Melina Vastola-USA TODAY Sports

Bill wrote a piece identifying 5 key factors for the outcome of football, and several of the commenters there had the same reaction I did - indeed, the reaction any social science type would have: How do these 5 fit together? Are they all just things that happen if you have better athletes / coaches than the other guy? If so then they aren't really five factors, they're just five ways you can recognize what good teams look like. Or are they separate things that any team can develop more or less of?

From a technical point of view, the question is what is the correlation between the five factors - do the same teams score high or low in all of them, or are there teams that are better than everyone else at some of them, and worse than others? I don't have the numbers, but I suspect the answer is that those correlations will mostly be moderately high (except for turnovers recovered, which is random), but not perfect. That's what happens most of the time for things like this.

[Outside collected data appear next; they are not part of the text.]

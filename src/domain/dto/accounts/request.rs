use serde::Deserialize;
use validator::Validate;
use crate::domain::entities::accounts::Role;
use crate::utils::string_utils::deserialize_optional_string;

/// 역할 변경 요청
///
/// `role`은 고정된 역할 이름 중 하나여야 하며, 그 외의 값은 역직렬화 단계에서 거부됩니다.
#[derive(Debug, Deserialize, Validate)]
pub struct UpdateRoleRequest {
    pub role: Role,

    #[serde(default, deserialize_with = "deserialize_optional_string")]
    #[validate(length(max = 500, message = "변경 사유는 500자 이하여야 합니다"))]
    pub reason: Option<String>,
}

#[cfg(test)]
mod tests {
    use super::*;

    #[test]
    fn test_update_role_request() {
        let request: UpdateRoleRequest =
            serde_json::from_str(r#"{"role": "reception", "reason": "front desk"}"#).unwrap();
        assert_eq!(request.role, Role::Reception);
        assert!(request.validate().is_ok());

        assert!(serde_json::from_str::<UpdateRoleRequest>(r#"{"role": "owner"}"#).is_err());

        let blank: UpdateRoleRequest =
            serde_json::from_str(r#"{"role": "staff", "reason": "   "}"#).unwrap();
        assert_eq!(blank.reason, None);

        let missing: UpdateRoleRequest = serde_json::from_str(r#"{"role": "staff"}"#).unwrap();
        assert_eq!(missing.reason, None);

        let too_long = UpdateRoleRequest { role: Role::Staff, reason: Some("x".repeat(501)) };
        assert!(too_long.validate().is_err());
    }
}
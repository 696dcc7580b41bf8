//! 계정 관리 서비스
//!
//! 관리자용 조회, 역할 변경, 삭제를 담당하며 변경 행위는 감사 기록을 남깁니다.

use std::sync::Arc;
use serde_json::json;
use crate::domain::dto::accounts::UpdateRoleRequest;
use crate::domain::entities::accounts::Account;
use crate::domain::entities::audit::AuditAction;
use crate::domain::models::auth::{AuthenticatedUser, RequestMeta};
use crate::errors::{AppError, AppResult};
use crate::repositories::accounts::AccountStore;
use crate::services::audit::AuditService;

pub struct AccountService {
    accounts: Arc<dyn AccountStore>,
    audit: Arc<AuditService>,
}

impl AccountService {
    pub fn new(accounts: Arc<dyn AccountStore>, audit: Arc<AuditService>) -> Self {
        Self { accounts, audit }
    }

    pub async fn get_account(&self, id: &str) -> AppResult<Account> {
        self.accounts
            .find_by_id(id)
            .await?
            .ok_or_else(|| AppError::NotFound("계정을 찾을 수 없습니다".to_string()))
    }

    pub async fn change_role(
        &self,
        actor: &AuthenticatedUser,
        id: &str,
        request: UpdateRoleRequest,
        requester: &RequestMeta,
    ) -> AppResult<Account> {
        let before = self.get_account(id).await?;

        let updated = self.accounts
            .update_role(id, request.role)
            .await?
            .ok_or_else(|| AppError::NotFound("계정을 찾을 수 없습니다".to_string()))?;

        log::info!("역할 변경: {} {} → {} (by {})", id, before.role, updated.role, actor.account_id);

        self.audit
            .record(
                AuditAction::RoleChange,
                &actor.account_id,
                Some(id.to_string()),
                json!({
                    "from": before.role.as_str(),
                    "to": updated.role.as_str(),
                    "reason": request.reason,
                }),
                requester,
            )
            .await;

        Ok(updated)
    }

    /// 계정을 삭제합니다. 관리자는 자기 자신을 삭제할 수 없습니다.
    pub async fn delete_account(
        &self,
        actor: &AuthenticatedUser,
        id: &str,
        requester: &RequestMeta,
    ) -> AppResult<()> {
        if actor.account_id == id {
            return Err(AppError::AuthorizationError("자기 자신의 계정은 삭제할 수 없습니다".to_string()));
        }

        let target = self.get_account(id).await?;

        if !self.accounts.delete(id).await? {
            return Err(AppError::NotFound("계정을 찾을 수 없습니다".to_string()));
        }

        log::info!("계정 삭제: {} (by {})", id, actor.account_id);

        self.audit
            .record(
                AuditAction::AccountDelete,
                &actor.account_id,
                Some(id.to_string()),
                json!({ "email": target.email, "role": target.role.as_str() }),
                requester,
            )
            .await;

        Ok(())
    }
}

Consider intelligence as an analogy. One argument says that intelligence is a unified thing: some people more, others have less. Another view is that there are different kinds of intelligence (say, mathematical vs. verbal), and people can be high in one, but low in others. Empirically the truth seems somewhere in the middle - if you score high in one, then you TEND to score higher in the others, but won't necessarily. Being good at football is probably a bit like that.

Maximally different factors

An insight that may not be obvious to non quantoid people is that we actually want to pick out factors that are as unrelated to each other as possible. After all, if they are too similar, then what you really have is just better or worse measures of "team goodness". In that case you don't need to bother measuring them all separately, you can just pick the best one and safely ignore the rest.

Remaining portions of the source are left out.